Ce type de plateforme en ligne parvient à séduire des producteurs locaux qui trouvent ainsi un moyen de contourner la grande distribution, et de vendre de manière plus directe aux consommateurs. ” C’est une opportunité pour certains de se positionner sur le marché sans devoir sortir des tickets d’entrée de plusieurs milliers d’euros pour pouvoir figurer dans les linéaires des supermarchés. Sans compter les commissions importantes que demande la grande distribution “, analyse Damien Jacob (Retis).

Nouveau relais de croissance

L’e-commerce représente aussi une tentative de certains artisans de trouver un nouveau relais de croissance. C’est le pari qu’a fait Thierry Depuydt. Ce patron d’une boucherie basée à Peruwelz est l’un des premiers bouchers à s’être lancé dans la vente en ligne en Belgique. Même si c’est ” atrocement compliqué d’un point de vue logistique “, admet l’entrepreneur, le site rencontre du succès auprès des amateurs de produits premium. Thierry Depuydt a en effet choisi de ne proposer que des viandes très particulières, parfois introuvables dans le circuit commercial traditionnel. Du coup, il livre en Belgique, mais aussi (et surtout) en France.

Ses activités internet représentent désormais 10 à 15 % de son chiffre d’affaires. ” La viande ne se vendra jamais massivement en ligne, assure le patron. Beaucoup de gens veulent voir leur produit en boucherie. Mais dans un contexte où 10 % des boucheries ferment chaque année, nous devons nous renouveler et trouver de nouvelles niches d’activité et de nouvelles sources de revenus. ” La boucherie de Thierry Depuydt a réalisé une belle progression de de son chiffre d’affaires en 2015 (+20 %), notamment grâce à son e-commerce, mais aussi grâce à un positionnement différenciant sur le circuit court, l’élevage équitable et des exclusivités sur certains produits.

Convaincre les consommateurs… et les professionnels

C’est indispensable pour ces épiciers en ligne : ils doivent proposer des articles qui les démarquent des circuits classiques, notamment de la grande distribution. Comme Greg Piotto, qui s’est lancé un fameux défi : créer un site de vente en ligne de bières belges. Coach et formateur d’entrepreneurs de profession, il développe depuis deux ans une activité complémentaire d’e-commerçant axée sur les brasseurs locaux. Il ne vise que les petits producteurs, qui brassent moins de 10.000 hectolitres de bière par an. Sur les quatre premiers mois de 2016, ” Les bières belges ” connaît une croissance de 40 % par rapport à la même période un an plus tôt. Le patron est content, même si l’activité du site reste plutôt modeste (environ 25.000 euros de chiffre d’affaires en 2015). ” Ce n’est pas encore un réflexe pour le consommateur d’acheter de l’alimentation en ligne. Pour les bières s’ajoute le problème de la fragilité du verre “, observe Greg Piotto.

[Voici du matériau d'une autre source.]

//! EXIF orientation handling.
//!
//! Capture-time orientation is baked into pixel data before any geometry is
//! measured, so the resolver only ever sees an upright image.

use std::io::Cursor;

use exif::{In, Reader, Tag};
use image::DynamicImage;

use super::{CropError, Orientation, SourceImage};

/// Read the EXIF orientation tag from encoded image bytes.
///
/// Returns `Orientation::Normal` if no EXIF data is found or the tag cannot
/// be read.
pub fn orientation_from_bytes(bytes: &[u8]) -> Orientation {
    let exif_reader = Reader::new();
    let mut cursor = Cursor::new(bytes);

    match exif_reader.read_from_container(&mut cursor) {
        Ok(exif) => {
            if let Some(field) = exif.get_field(Tag::Orientation, In::PRIMARY) {
                if let Some(value) = field.value.get_uint(0) {
                    return Orientation::from(value);
                }
            }
            Orientation::Normal
        }
        Err(_) => Orientation::Normal,
    }
}

/// Re-render `image` in "up" orientation.
///
/// # Errors
///
/// Returns `CropError::OrientationNormalization` when the pixel buffer does
/// not match the declared dimensions and the image cannot be re-rendered.
pub fn normalize_orientation(
    image: &SourceImage,
    orientation: Orientation,
) -> Result<SourceImage, CropError> {
    // The buffer is validated even for Normal: a crop must never be computed
    // against dimensions the pixel data does not back.
    let rgb = image
        .to_rgb_image()
        .ok_or(CropError::OrientationNormalization)?;

    if orientation == Orientation::Normal {
        return Ok(SourceImage::from_rgb_image(rgb));
    }

    let upright = bake_orientation(DynamicImage::ImageRgb8(rgb), orientation);
    Ok(SourceImage::from_rgb_image(upright.into_rgb8()))
}

/// Apply the transform an EXIF orientation value describes.
fn bake_orientation(img: DynamicImage, orientation: Orientation) -> DynamicImage {
    match orientation {
        Orientation::Normal => img,
        Orientation::FlipHorizontal => img.fliph(),
        Orientation::Rotate180 => img.rotate180(),
        Orientation::FlipVertical => img.flipv(),
        Orientation::Transpose => img.rotate90().fliph(),
        Orientation::Rotate90CW => img.rotate90(),
        Orientation::Transverse => img.rotate270().fliph(),
        Orientation::Rotate270CW => img.rotate270(),
    }
}
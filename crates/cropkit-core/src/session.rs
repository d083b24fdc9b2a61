//! The crop session: gesture-to-transform reducer and crop entry point.
//!
//! A session owns one image's transform state for its whole lifetime. Gesture
//! streams feed it continuous deltas through `on_*` handlers; each stream's
//! `on_*_end` commits the live value as the base for the next delta. The
//! final `crop` call consumes the committed transform exactly once.
//!
//! # Clamping Order
//!
//! When the scale changes, the offset bounds are recomputed from the *new*
//! scale before the offset is re-clamped. A zoom-out therefore pulls an
//! off-center image back just far enough that the mask never exposes area
//! outside it.

use serde::{Deserialize, Serialize};

use crate::geometry::{AspectRatio, DisplayGeometry, Size, Vec2};
use crate::raster::{
    extract_rect, normalize_orientation, rotate, CropError, Orientation, ResampleFilter,
    SourceImage,
};
use crate::resolve::resolve_crop_rect;
use crate::CropConfig;

/// Committed angles smaller than this skip the pre-crop rotation pass.
const ANGLE_EPSILON: f64 = 1e-4;

/// Live and committed transform values for one session.
///
/// `scale`, `offset`, and `angle` track the in-flight gesture; the `last_*`
/// snapshots hold the values committed when the previous gesture ended and
/// serve as the base for the next incremental delta.
#[derive(Debug, Clone, Copy, PartialEq, Serialize, Deserialize)]
pub struct TransformState {
    pub scale: f64,
    pub offset: Vec2,
    /// Radians, positive = counter-clockwise.
    pub angle: f64,
    pub last_scale: f64,
    pub last_offset: Vec2,
    pub last_angle: f64,
}

impl Default for TransformState {
    fn default() -> Self {
        Self {
            scale: 1.0,
            offset: Vec2::default(),
            angle: 0.0,
            last_scale: 1.0,
            last_offset: Vec2::default(),
            last_angle: 0.0,
        }
    }
}

/// Where a session is in its life cycle.
///
/// `Resolving` is entered exactly once, on the crop call, and immediately
/// gives way to one of the two terminal phases.
#[derive(Debug, Clone, Copy, PartialEq, Eq, Default, Serialize, Deserialize)]
pub enum SessionPhase {
    /// Created, no gesture received yet.
    #[default]
    Idle,
    /// A gesture stream is delivering deltas.
    Interacting,
    /// The last gesture ended; the transform is stable.
    Committed,
    /// The crop call is running.
    Resolving,
    /// Crop produced an image.
    Done,
    /// Crop failed; no image was produced.
    Failed,
}

/// One crop session over one image.
pub struct CropSession {
    config: CropConfig,
    aspect: AspectRatio,
    original_size: Size,
    available: Size,
    geometry: DisplayGeometry,
    transform: TransformState,
    phase: SessionPhase,
}

impl CropSession {
    /// Start a session for an image of `original_size` pixels.
    ///
    /// The session is not usable for gestures until the host reports its
    /// layout through [`CropSession::on_mask_resize`].
    pub fn new(original_size: Size, aspect: AspectRatio, config: CropConfig) -> Self {
        debug_assert!(
            config.max_magnification_scale > 0.0,
            "max_magnification_scale must be positive"
        );
        debug_assert!(
            config.zoom_sensitivity > 0.0,
            "zoom_sensitivity must be positive"
        );
        Self {
            config,
            aspect,
            original_size,
            available: Size::default(),
            geometry: DisplayGeometry::default(),
            transform: TransformState::default(),
            phase: SessionPhase::Idle,
        }
    }

    pub fn transform(&self) -> &TransformState {
        &self.transform
    }

    pub fn geometry(&self) -> &DisplayGeometry {
        &self.geometry
    }

    pub fn phase(&self) -> SessionPhase {
        self.phase
    }

    pub fn aspect_ratio(&self) -> AspectRatio {
        self.aspect
    }

    pub fn scale(&self) -> f64 {
        self.transform.scale
    }

    pub fn offset(&self) -> Vec2 {
        self.transform.offset
    }

    pub fn angle(&self) -> f64 {
        self.transform.angle
    }

    fn is_finished(&self) -> bool {
        matches!(self.phase, SessionPhase::Done | SessionPhase::Failed)
    }

    fn accepts_gestures(&self) -> bool {
        self.geometry.is_ready() && !self.is_finished()
    }

    /// Recompute the display geometry for a new available area.
    ///
    /// Must be called whenever the container size or the aspect ratio
    /// changes. The rendered-image size is re-derived as the uniform fit of
    /// the source into the area, and the current transform is pulled back
    /// inside the new bounds.
    pub fn on_mask_resize(&mut self, available: Size) {
        self.available = available;
        self.geometry = DisplayGeometry::compute(self.original_size, self.aspect, available);
        self.reclamp();
    }

    /// Switch the mask to a different ratio, reusing the last reported area.
    pub fn set_aspect_ratio(&mut self, aspect: AspectRatio) {
        self.aspect = aspect;
        self.on_mask_resize(self.available);
    }

    /// Pull scale and offset (live and committed) back inside the bounds the
    /// current geometry permits.
    fn reclamp(&mut self) {
        if !self.geometry.is_ready() {
            return;
        }
        let min = self.geometry.min_scale();
        let max = self.config.max_magnification_scale;
        // min wins over the ceiling: a mask wider than the rendered image can
        // push min_scale past the configured maximum, and the covering
        // invariant takes precedence.
        self.transform.scale = self.transform.scale.min(max).max(min);
        self.transform.last_scale = self.transform.last_scale.min(max).max(min);

        let limit = self.geometry.max_offset(self.transform.scale);
        self.transform.offset = self.transform.offset.clamp_abs(limit);
        self.transform.last_offset = self.transform.last_offset.clamp_abs(limit);
    }

    /// Handle a magnification delta. `raw_magnitude` of 1.0 means no change.
    ///
    /// Returns the resulting scale. No-op until the layout is measured.
    pub fn on_magnify(&mut self, raw_magnitude: f64) -> f64 {
        if !self.accepts_gestures() {
            return self.transform.scale;
        }
        self.phase = SessionPhase::Interacting;

        let damped = (raw_magnitude - 1.0) * (0.1 * self.config.zoom_sensitivity) + 1.0;
        let scale = (damped * self.transform.last_scale)
            .min(self.config.max_magnification_scale)
            .max(self.geometry.min_scale());
        self.transform.scale = scale;

        // A smaller scale shrinks the valid pan range; re-clamp against the
        // bounds of the new scale.
        let limit = self.geometry.max_offset(scale);
        self.transform.offset = self.transform.offset.clamp_abs(limit);

        scale
    }

    /// Commit the magnification gesture.
    pub fn on_magnify_end(&mut self) {
        if self.is_finished() {
            return;
        }
        self.transform.last_scale = self.transform.scale;
        self.transform.last_offset = self.transform.offset;
        self.phase = SessionPhase::Committed;
    }

    /// Handle a drag delta measured from the gesture's start.
    ///
    /// Returns the resulting offset. No-op until the layout is measured.
    pub fn on_drag(&mut self, translation: Vec2) -> Vec2 {
        if !self.accepts_gestures() {
            return self.transform.offset;
        }
        self.phase = SessionPhase::Interacting;

        let limit = self.geometry.max_offset(self.transform.scale);
        let proposed = Vec2::new(
            translation.x + self.transform.last_offset.x,
            translation.y + self.transform.last_offset.y,
        );
        self.transform.offset = proposed.clamp_abs(limit);
        self.transform.offset
    }

    /// Commit the drag gesture.
    pub fn on_drag_end(&mut self) {
        if self.is_finished() {
            return;
        }
        self.transform.last_offset = self.transform.offset;
        self.phase = SessionPhase::Committed;
    }

    /// Handle a rotation update, radians, positive = counter-clockwise.
    ///
    /// Unclamped direct assignment. No-op unless rotation is enabled in the
    /// configuration.
    pub fn on_rotate(&mut self, angle: f64) -> f64 {
        if !self.config.rotate_image || !self.accepts_gestures() {
            return self.transform.angle;
        }
        self.phase = SessionPhase::Interacting;
        self.transform.angle = angle;
        angle
    }

    /// Commit the rotation gesture.
    pub fn on_rotate_end(&mut self) {
        if self.is_finished() {
            return;
        }
        self.transform.last_angle = self.transform.angle;
        self.phase = SessionPhase::Committed;
    }

    /// Materialize the crop the committed transform describes.
    ///
    /// `image` is the source raster; `orientation` its capture-time EXIF tag
    /// (pass `Orientation::Normal` for already-upright pixels). The pipeline
    /// normalizes orientation, applies the committed rotation when enabled,
    /// resolves the pixel rectangle, and extracts it.
    ///
    /// This is terminal: the session moves to `Done` or `Failed` and accepts
    /// no further gestures. Retrying means opening a new session.
    ///
    /// # Errors
    ///
    /// Any [`CropError`]; the caller never receives a partial image.
    pub fn crop(
        &mut self,
        image: &SourceImage,
        orientation: Orientation,
    ) -> Result<SourceImage, CropError> {
        debug_assert!(!self.is_finished(), "crop called on a finished session");
        debug_assert!(
            self.geometry.is_ready(),
            "crop called before layout was measured"
        );
        self.phase = SessionPhase::Resolving;

        let result = self.run_crop(image, orientation);
        self.phase = if result.is_ok() {
            SessionPhase::Done
        } else {
            SessionPhase::Failed
        };
        result
    }

    fn run_crop(
        &self,
        image: &SourceImage,
        orientation: Orientation,
    ) -> Result<SourceImage, CropError> {
        let upright = normalize_orientation(image, orientation)?;

        // The committed angle is negated so the extracted pixels match the
        // rotation direction the user saw on screen.
        let source = if self.config.rotate_image && self.transform.last_angle.abs() > ANGLE_EPSILON
        {
            rotate(&upright, -self.transform.last_angle, ResampleFilter::Lanczos3)?
        } else {
            upright
        };

        let rect = resolve_crop_rect(
            Size::new(source.width as f64, source.height as f64),
            self.geometry.image_size_in_view,
            self.geometry.mask_size,
            self.transform.last_scale,
            self.transform.last_offset,
        );

        extract_rect(&source, &rect)
    }
}


// ============================================================================
// Property-Based Tests
// ============================================================================
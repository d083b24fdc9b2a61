//! Decoding encoded image bytes into [`SourceImage`].
//!
//! Hosts that already hold decoded pixels can skip this module entirely and
//! construct a [`SourceImage`] directly; it exists so embeddings can hand the
//! widget the raw file bytes they got from a picker.

use std::io::Cursor;

use image::ImageReader;

use super::orient::orientation_from_bytes;
use super::{normalize_orientation, CropError, Orientation, SourceImage};

/// Decode JPEG or PNG bytes, baking the EXIF orientation into the pixels.
///
/// # Errors
///
/// Returns `CropError::Decode` if the bytes are not a supported image or are
/// corrupted.
pub fn decode_image(bytes: &[u8]) -> Result<SourceImage, CropError> {
    let orientation = orientation_from_bytes(bytes);
    let decoded = decode_image_unoriented(bytes)?;

    if orientation == Orientation::Normal {
        return Ok(decoded);
    }
    // The buffer came straight out of the decoder, so re-rendering it cannot
    // fail on a size mismatch; map the error anyway rather than unwrapping.
    normalize_orientation(&decoded, orientation)
}

/// Decode JPEG or PNG bytes without applying EXIF orientation.
///
/// Use this when the host applies orientation itself, or when passing the
/// orientation separately into the crop pipeline.
pub fn decode_image_unoriented(bytes: &[u8]) -> Result<SourceImage, CropError> {
    let cursor = Cursor::new(bytes);
    let reader = ImageReader::new(cursor)
        .with_guessed_format()
        .map_err(|e| CropError::Decode(e.to_string()))?;

    let img = reader
        .decode()
        .map_err(|e| CropError::Decode(e.to_string()))?;

    Ok(SourceImage::from_rgb_image(img.into_rgb8()))
}
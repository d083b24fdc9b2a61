//! Cropkit Core - crop widget engine
//!
//! This crate provides the engine behind the Cropkit crop widget: the
//! gesture-to-transform reducer, the crop geometry resolver, and the raster
//! operations that materialize the final image.
//!
//! # Data Flow
//!
//! Gesture events feed a [`session::CropSession`], which keeps the visible
//! transform within bounds that guarantee the mask is always covered by
//! image content. When the user confirms, the session resolves the committed
//! transform into a source-pixel rectangle ([`resolve`]) and extracts it
//! ([`raster`]), optionally rotating first.

pub mod geometry;
pub mod raster;
pub mod resolve;
pub mod session;

pub use geometry::{AspectRatio, DisplayGeometry, Size, Vec2};
pub use raster::{CropError, Orientation, ResampleFilter, SourceImage};
pub use resolve::{resolve_crop_rect, CropRect};
pub use session::{CropSession, SessionPhase, TransformState};

/// Behavioral configuration for a crop session.
///
/// Only behavior lives here; colors, typography, and other cosmetic options
/// belong to the embedding presentation layer. Values must be positive -
/// malformed configuration is a caller contract violation checked with debug
/// assertions, not validated at runtime.
#[derive(Debug, Clone, PartialEq, serde::Serialize, serde::Deserialize)]
pub struct CropConfig {
    /// Upper bound on zoom.
    pub max_magnification_scale: f64,
    /// Enables the rotation gesture and the pre-crop rotation pass.
    pub rotate_image: bool,
    /// Scales how strongly a magnification gesture changes the zoom.
    pub zoom_sensitivity: f64,
}

impl Default for CropConfig {
    fn default() -> Self {
        Self {
            max_magnification_scale: 5.0,
            rotate_image: false,
            zoom_sensitivity: 4.0,
        }
    }
}

impl CropConfig {
    /// Create a new CropConfig with default values.
    pub fn new() -> Self {
        Self::default()
    }
}

#[cfg(test)]
mod tests {
    use super::*;

    #[test]
    fn test_config_defaults() {
        let config = CropConfig::new();
        assert_eq!(config.max_magnification_scale, 5.0);
        assert!(!config.rotate_image);
        assert_eq!(config.zoom_sensitivity, 4.0);
    }

    #[test]
    fn test_config_override() {
        let config = CropConfig {
            max_magnification_scale: 3.0,
            rotate_image: true,
            ..Default::default()
        };
        assert_eq!(config.max_magnification_scale, 3.0);
        assert!(config.rotate_image);
        assert_eq!(config.zoom_sensitivity, 4.0);
    }
}
//! Cropkit WASM - WebAssembly bindings for the Cropkit crop widget
//!
//! This crate exposes the cropkit-core session and pipeline to
//! JavaScript/TypeScript embeddings.
//!
//! # Module Structure
//!
//! - `types` - WASM-compatible wrapper types for image data
//! - `session` - The stateful crop session (gestures, layout, crop)
//! - `decode` - Image decoding bindings (JPEG/PNG with EXIF orientation)
//!
//! # Usage
//!
//! ```typescript
//! import init, { decode_image, JsCropSession } from '@cropkit/wasm';
//!
//! // Initialize WASM module (must call first)
//! await init();
//!
//! const bytes = new Uint8Array(await file.arrayBuffer());
//! const image = decode_image(bytes);
//!
//! const session = new JsCropSession(image.width, image.height, 0, 5.0, false, 4.0);
//! session.on_mask_resize(view.width, view.height);
//! // ...forward gestures, then:
//! const cropped = session.crop(image, 1);
//! ```

use wasm_bindgen::prelude::*;

mod decode;
mod session;
mod types;

// Re-export public types
pub use decode::{decode_image, decode_image_unoriented, get_orientation};
pub use session::JsCropSession;
pub use types::JsSourceImage;

/// Initialize the WASM module (called automatically on load)
#[wasm_bindgen(start)]
pub fn init() {
    // Future: Set up panic hook for better error messages in browser console
    // when console_error_panic_hook feature is added
}

/// Get the version of the WASM module
#[wasm_bindgen]
pub fn version() -> String {
    env!("CARGO_PKG_VERSION").to_string()
}

#[cfg(test)]
mod tests {
    use super::*;

    #[test]
    fn test_version() {
        assert!(!version().is_empty());
    }
}
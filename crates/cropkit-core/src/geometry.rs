//! Display-space geometry: sizes, offsets, aspect ratios, and mask layout.
//!
//! All values here are measured in display points (the coordinate space the
//! host renders in), not source pixels. Mapping into source-pixel space
//! happens in [`crate::resolve`].

use serde::{Deserialize, Serialize};

/// A width/height pair in display points.
#[derive(Debug, Clone, Copy, PartialEq, Default, Serialize, Deserialize)]
pub struct Size {
    pub width: f64,
    pub height: f64,
}

impl Size {
    pub fn new(width: f64, height: f64) -> Self {
        Self { width, height }
    }

    /// True when either dimension is missing. Layout that has not been
    /// measured yet reports a zero size.
    pub fn is_zero(&self) -> bool {
        self.width <= 0.0 || self.height <= 0.0
    }

    /// Uniformly scale `self` so it fits inside `bounds` while preserving
    /// its own width/height ratio. At least one dimension of the result
    /// touches the corresponding bound.
    pub fn scale_to_fit(&self, bounds: Size) -> Size {
        if self.is_zero() || bounds.is_zero() {
            return Size::default();
        }
        let scale = (bounds.width / self.width).min(bounds.height / self.height);
        Size::new(self.width * scale, self.height * scale)
    }
}

/// A 2D offset in display points. Positive x moves right, positive y moves
/// down, matching the host view's coordinate system.
#[derive(Debug, Clone, Copy, PartialEq, Default, Serialize, Deserialize)]
pub struct Vec2 {
    pub x: f64,
    pub y: f64,
}

impl Vec2 {
    pub fn new(x: f64, y: f64) -> Self {
        Self { x, y }
    }

    /// Clamp each component into `[-limit, limit]` per axis.
    pub fn clamp_abs(self, limit: Vec2) -> Vec2 {
        Vec2 {
            x: self.x.clamp(-limit.x, limit.x),
            y: self.y.clamp(-limit.y, limit.y),
        }
    }
}

/// The selectable mask shapes, each a fixed width:height ratio.
#[derive(Debug, Clone, Copy, PartialEq, Eq, Default, Serialize, Deserialize)]
pub enum AspectRatio {
    /// 1:1
    #[default]
    Square,
    /// 4:3 landscape
    FourThree,
    /// 3:4 portrait
    ThreeFour,
    /// 16:9 landscape
    SixteenNine,
    /// 9:16 portrait
    NineSixteen,
}

impl AspectRatio {
    /// The (width, height) ratio pair for this variant.
    pub fn ratio(self) -> (f64, f64) {
        match self {
            AspectRatio::Square => (1.0, 1.0),
            AspectRatio::FourThree => (4.0, 3.0),
            AspectRatio::ThreeFour => (3.0, 4.0),
            AspectRatio::SixteenNine => (16.0, 9.0),
            AspectRatio::NineSixteen => (9.0, 16.0),
        }
    }

    /// Width divided by height.
    pub fn value(self) -> f64 {
        let (w, h) = self.ratio();
        w / h
    }

    /// The largest size with this ratio that fits inside `available`.
    ///
    /// One dimension is clamped to the available space, the other derived,
    /// so the ratio holds exactly rather than within rounding of two clamps.
    pub fn fit_within(self, available: Size) -> Size {
        if available.is_zero() {
            return Size::default();
        }
        let ratio = self.value();
        if available.width / available.height > ratio {
            // Height-limited: derive width from the full available height
            Size::new(available.height * ratio, available.height)
        } else {
            Size::new(available.width, available.width / ratio)
        }
    }
}

/// Derived layout for one crop session: how large the image renders on
/// screen and how large the mask window is.
///
/// Recomputed as a whole whenever the available area or the aspect ratio
/// changes; never partially mutated.
#[derive(Debug, Clone, Copy, PartialEq, Default, Serialize, Deserialize)]
pub struct DisplayGeometry {
    /// On-screen size of the rendered image at scale 1 (uniform fit of the
    /// source pixel size into the available area).
    pub image_size_in_view: Size,
    /// On-screen size of the crop window.
    pub mask_size: Size,
}

impl DisplayGeometry {
    /// Derive the geometry for a source image of `original` pixels shown in
    /// an `available` area with a mask of the given ratio.
    pub fn compute(original: Size, aspect: AspectRatio, available: Size) -> Self {
        Self {
            image_size_in_view: original.scale_to_fit(available),
            mask_size: aspect.fit_within(available),
        }
    }

    /// False until the host has reported a measured layout. Gesture handling
    /// must be gated on this to keep the scale/offset bounds well defined.
    pub fn is_ready(&self) -> bool {
        !self.image_size_in_view.is_zero() && !self.mask_size.is_zero()
    }

    /// The smallest magnification at which the image still fully covers the
    /// mask in both dimensions. Zero while the layout is unmeasured.
    pub fn min_scale(&self) -> f64 {
        if self.image_size_in_view.is_zero() {
            return 0.0;
        }
        let sx = self.mask_size.width / self.image_size_in_view.width;
        let sy = self.mask_size.height / self.image_size_in_view.height;
        sx.max(sy)
    }

    /// How far the image center may move from the mask center at the given
    /// magnification without the mask leaving the scaled image, per axis.
    pub fn max_offset(&self, scale: f64) -> Vec2 {
        Vec2 {
            x: ((self.image_size_in_view.width / 2.0) * scale - self.mask_size.width / 2.0)
                .max(0.0),
            y: ((self.image_size_in_view.height / 2.0) * scale - self.mask_size.height / 2.0)
                .max(0.0),
        }
    }
}

#[cfg(test)]
mod tests {
    use super::*;

    const ALL_RATIOS: [AspectRatio; 5] = [
        AspectRatio::Square,
        AspectRatio::FourThree,
        AspectRatio::ThreeFour,
        AspectRatio::SixteenNine,
        AspectRatio::NineSixteen,
    ];

    #[test]
    fn test_scale_to_fit_landscape_into_landscape() {
        let fitted = Size::new(4000.0, 3000.0).scale_to_fit(Size::new(400.0, 300.0));
        assert_eq!(fitted, Size::new(400.0, 300.0));
    }

    #[test]
    fn test_scale_to_fit_touches_one_bound() {
        let fitted = Size::new(2000.0, 1000.0).scale_to_fit(Size::new(400.0, 400.0));
        assert_eq!(fitted.width, 400.0);
        assert_eq!(fitted.height, 200.0);
    }

    #[test]
    fn test_scale_to_fit_zero_input() {
        assert!(Size::default().scale_to_fit(Size::new(100.0, 100.0)).is_zero());
        assert!(Size::new(100.0, 100.0).scale_to_fit(Size::default()).is_zero());
    }

    #[test]
    fn test_clamp_abs_symmetric() {
        let limit = Vec2::new(50.0, 30.0);
        assert_eq!(Vec2::new(80.0, -80.0).clamp_abs(limit), Vec2::new(50.0, -30.0));
        assert_eq!(Vec2::new(-10.0, 10.0).clamp_abs(limit), Vec2::new(-10.0, 10.0));
    }

    #[test]
    fn test_square_mask_in_landscape_area() {
        // 400x300 area, 1:1 mask: height-limited
        let mask = AspectRatio::Square.fit_within(Size::new(400.0, 300.0));
        assert_eq!(mask, Size::new(300.0, 300.0));
    }

    #[test]
    fn test_wide_mask_in_landscape_area() {
        // 400x300 area, 16:9 mask: width-limited
        let mask = AspectRatio::SixteenNine.fit_within(Size::new(400.0, 300.0));
        assert_eq!(mask.width, 400.0);
        assert!((mask.height - 225.0).abs() < 1e-9);
    }

    #[test]
    fn test_portrait_mask_in_landscape_area() {
        let mask = AspectRatio::NineSixteen.fit_within(Size::new(400.0, 300.0));
        assert_eq!(mask.height, 300.0);
        assert!((mask.width - 300.0 * 9.0 / 16.0).abs() < 1e-9);
    }

    #[test]
    fn test_fit_within_zero_area() {
        for ratio in ALL_RATIOS {
            assert!(ratio.fit_within(Size::default()).is_zero());
        }
    }

    #[test]
    fn test_geometry_compute_reference_layout() {
        // The reference layout used throughout the resolver tests
        let geometry = DisplayGeometry::compute(
            Size::new(4000.0, 3000.0),
            AspectRatio::Square,
            Size::new(400.0, 300.0),
        );
        assert_eq!(geometry.image_size_in_view, Size::new(400.0, 300.0));
        assert_eq!(geometry.mask_size, Size::new(300.0, 300.0));
        assert!(geometry.is_ready());
    }

    #[test]
    fn test_min_scale_covers_mask() {
        let geometry = DisplayGeometry {
            image_size_in_view: Size::new(400.0, 300.0),
            mask_size: Size::new(300.0, 300.0),
        };
        assert_eq!(geometry.min_scale(), 1.0);

        // A wider mask than the rendered image forces upscaling
        let geometry = DisplayGeometry {
            image_size_in_view: Size::new(200.0, 300.0),
            mask_size: Size::new(300.0, 300.0),
        };
        assert_eq!(geometry.min_scale(), 1.5);
    }

    #[test]
    fn test_min_scale_unmeasured_layout() {
        let geometry = DisplayGeometry::default();
        assert_eq!(geometry.min_scale(), 0.0);
        assert!(!geometry.is_ready());
    }

    #[test]
    fn test_max_offset_at_min_scale() {
        let geometry = DisplayGeometry {
            image_size_in_view: Size::new(400.0, 300.0),
            mask_size: Size::new(300.0, 300.0),
        };
        // At scale 1 only the x axis has slack: (400/2)*1 - 300/2 = 50
        let limit = geometry.max_offset(1.0);
        assert_eq!(limit, Vec2::new(50.0, 0.0));
    }

    #[test]
    fn test_max_offset_grows_with_scale() {
        let geometry = DisplayGeometry {
            image_size_in_view: Size::new(400.0, 300.0),
            mask_size: Size::new(300.0, 300.0),
        };
        let limit = geometry.max_offset(2.0);
        assert_eq!(limit, Vec2::new(250.0, 150.0));
    }

    #[test]
    fn test_max_offset_never_negative() {
        // Mask larger than the scaled image in one dimension clamps to 0
        let geometry = DisplayGeometry {
            image_size_in_view: Size::new(200.0, 300.0),
            mask_size: Size::new(300.0, 300.0),
        };
        let limit = geometry.max_offset(1.0);
        assert_eq!(limit.x, 0.0);
    }
}

// ============================================================================
// Property-Based Tests
// ============================================================================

L’entrepreneur s’est d’ailleurs heurté à pas mal de refus du côté des transporteurs, qui ne sont pas encore habitués à traiter ce genre de colis. C’est finalement bpost qui s’occupe de ses livraisons. L’acteur historique tente d’ailleurs de se positionner sur le créneau de la livraison d’alimentation, avec son service Combo, qui regroupe une quinzaine d’acteurs de l’alimentation, qu’ils soient de grands distributeurs ou de plus petits joueurs : Carrefour, Cora, Wink, eFarmz, Cirkle… Ce service rencontre une ” croissance modérée ” de l’aveu de bpost. Mais l’entreprise remarque une progression globale des livraisons de produits alimentaires.

Des barrières qui tombent

Si, à ses débuts, l’e-commerce a été réservé aux early adopters, fans de produits technologiques, il s’est rapidement élargi à de nouvelles catégories de produits, notamment les livres. Petit à petit, des barrières psychologiques sont tombées dans d’autres secteurs, comme la mode en ligne : grâce aux politiques de retour d’articles, les consommateurs ne rechignent plus à commander du textile ou des chaussures sur Internet, même s’ils n’ont pas pu les essayer à l’avance.

D’autres freins existent dans le secteur de l’alimentation (craintes au sujet de la chaîne du froid, volonté de voir ou toucher le produit avant de l’acheter…), mais ils commencent tout doucement à s’effacer. ” Cela prendra encore quelques années, mais à l’avenir le digital prendra de plus en plus de place “, estime Dominique Michel (Comeos). Carine Moitier, managing director de BeCommerce, l’association représentative des e-commerçants, confirme : ” Même si la Belgique est un peu en retard par rapport à des pays comme les Pays-Bas ou la Grande-Bretagne, le secteur du food est l’un de ceux qui va le plus se développer en ligne dans les prochaines années. ”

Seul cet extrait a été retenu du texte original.